Score Progression (This Session)

Run Domain Score Novelty Evidence Bayes
KRAS G12D drug_discovery 65.8 50.0 48.8 0.92
Dark Matter space_astronomy 68.9 50.0 49.6 0.64
Consciousness neuroscience 68.8 56.2 56.2 1.45
Superconductor materials_science 69.0 56.9 59.3 1.31
Topological QC physics 77.6 72.0 56.9 1.80
Homochirality chemistry 78.6 72.0 58.7 1.96

Current Limitations

  1. Mechanism Completeness: LLM generates plausible mechanisms but does not derive them from first principles. Score: 0-90%.

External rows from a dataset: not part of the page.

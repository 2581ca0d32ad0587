//! Presentation model for the game.
//!
//! Turns a [`GameState`] into plain values describing what to show
//! (cells, status, legend) and turns user intents back into moves.
//! Nothing here depends on a particular UI toolkit.

use crate::games::tictactoe::{GameOutcome, GameState, Mark, MoveError, Position};
use tracing::{debug, instrument};

/// Page title.
pub const TITLE: &str = "Tic Tac Toe";
/// Subtitle under the title.
pub const SUBTITLE: &str = "Two players, one device. Take turns and win!";
/// Accessible name of the board grid.
pub const BOARD_LABEL: &str = "Tic Tac Toe board";
/// Hint shown next to the status while the game is running.
pub const STATUS_HINT: &str = "First to align 3 wins.";
/// Label of the reset control.
pub const NEW_GAME_LABEL: &str = "New game";
/// Player legend entries.
pub const LEGEND: [(Mark, &str); 2] = [(Mark::X, "Player X"), (Mark::O, "Player O")];
/// Footer text.
pub const FOOTER: &str = "Local play only";

/// A request coming from the user interface.
#[derive(Debug, Clone, Copy, PartialEq, Eq)]
pub enum Intent {
    /// Place the current mark on a cell.
    Play(Position),
    /// Discard the current game and start over.
    NewGame,
}

/// How a single cell should be shown.
#[derive(Debug, Clone, Copy, PartialEq, Eq)]
pub struct CellView {
    /// Where the cell sits.
    pub position: Position,
    /// The mark in the cell, if any.
    pub mark: Option<Mark>,
    /// Cell accepts no input.
    pub disabled: bool,
    /// Cell belongs to the winning line.
    pub winning: bool,
}

impl CellView {
    /// Visible symbol: the mark, or nothing.
    pub fn symbol(&self) -> &'static str {
        match self.mark {
            Some(Mark::X) => "X",
            Some(Mark::O) => "O",
            None => "",
        }
    }

    /// Label for assistive technology.
    pub fn accessible_label(&self) -> String {
        match self.mark {
            Some(mark) => format!("Square {}", mark),
            None => "Empty square".to_string(),
        }
    }
}

/// Status line contents.
#[derive(Debug, Clone, PartialEq, Eq)]
pub struct StatusView {
    /// Main status text.
    pub text: String,
    /// Secondary hint, only while the game is running.
    pub hint: Option<&'static str>,
}

/// Everything needed to draw one frame.
#[derive(Debug, Clone, PartialEq, Eq)]
pub struct GameView {
    /// The nine cells in row-major order.
    pub cells: [CellView; 9],
    /// Status line.
    pub status: StatusView,
    /// Whether the whole board is locked.
    pub board_disabled: bool,
}

impl GameView {
    /// Builds the view for `state`.
    #[instrument(level = "trace", skip(state))]
    pub fn from_state(state: &GameState) -> Self {
        let outcome = state.outcome();
        Self {
            cells: cell_views(state),
            status: status_view(&outcome, state.turn()),
            board_disabled: !outcome.is_in_progress(),
        }
    }

    /// Returns the view of the cell at `pos`.
    pub fn cell(&self, pos: Position) -> &CellView {
        &self.cells[pos.to_index()]
    }
}

/// Status text for an outcome and the mark about to move.
pub fn status_text(outcome: &GameOutcome, turn: Mark) -> String {
    match outcome {
        GameOutcome::Win(mark, _) => format!("Winner: Player {}", mark),
        GameOutcome::Draw => "Draw game — no more moves.".to_string(),
        GameOutcome::InProgress => format!("Turn: Player {}", turn),
    }
}

/// Status text plus hint.
pub fn status_view(outcome: &GameOutcome, turn: Mark) -> StatusView {
    StatusView {
        text: status_text(outcome, turn),
        hint: outcome.is_in_progress().then_some(STATUS_HINT),
    }
}

/// Cell views for every position.
pub fn cell_views(state: &GameState) -> [CellView; 9] {
    let outcome = state.outcome();
    let line = outcome.winning_line();
    let locked = !outcome.is_in_progress();

    Position::ALL.map(|position| {
        let mark = state.board().get(position).mark();
        CellView {
            position,
            mark,
            disabled: locked || mark.is_some(),
            winning: line.is_some_and(|l| l.contains(position)),
        }
    })
}

/// Applies an intent to the game.
///
/// Play intents on disabled cells are dropped before reaching the game.
/// Returns true if the state changed.
#[instrument(skip(state))]
pub fn dispatch(state: &mut GameState, intent: Intent) -> bool {
    match intent {
        Intent::Play(pos) => {
            let cells = cell_views(state);
            if cells[pos.to_index()].disabled {
                debug!(%pos, "Ignoring play on disabled cell");
                return false;
            }
            match state.play(pos) {
                Ok(_) => true,
                Err(e) => {
                    log_rejection(e);
                    false
                }
            }
        }
        Intent::NewGame => {
            state.reset();
            true
        }
    }
}

fn log_rejection(err: MoveError) {
    debug!(error = %err, "Move rejected");
}

/// Tracks the last announced status so changes are reported once.
#[derive(Debug, Clone, Default)]
pub struct StatusAnnouncer {
    last: Option<String>,
}

impl StatusAnnouncer {
    /// Creates an announcer that has announced nothing yet.
    pub fn new() -> Self {
        Self::default()
    }

    /// Returns `Some(text)` if `text` differs from the last announcement.
    pub fn announce(&mut self, text: &str) -> Option<&str> {
        if self.last.as_deref() == Some(text) {
            return None;
        }
        self.last = Some(text.to_string());
        self.last.as_deref()
    }
}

  2. EMPC Chain Integrity: Evidence extraction works (25 findings) but equation and prediction grounding still needs improvement. Score: 10-42%.

  3. Counterfactual Reasoning: Variable scoping bug causes 0 counterfactuals in some runs. Fix in progress.

  4. Simulation Engine: Only 1-2 equations solved per run. Unicode parsing issues with SymPy.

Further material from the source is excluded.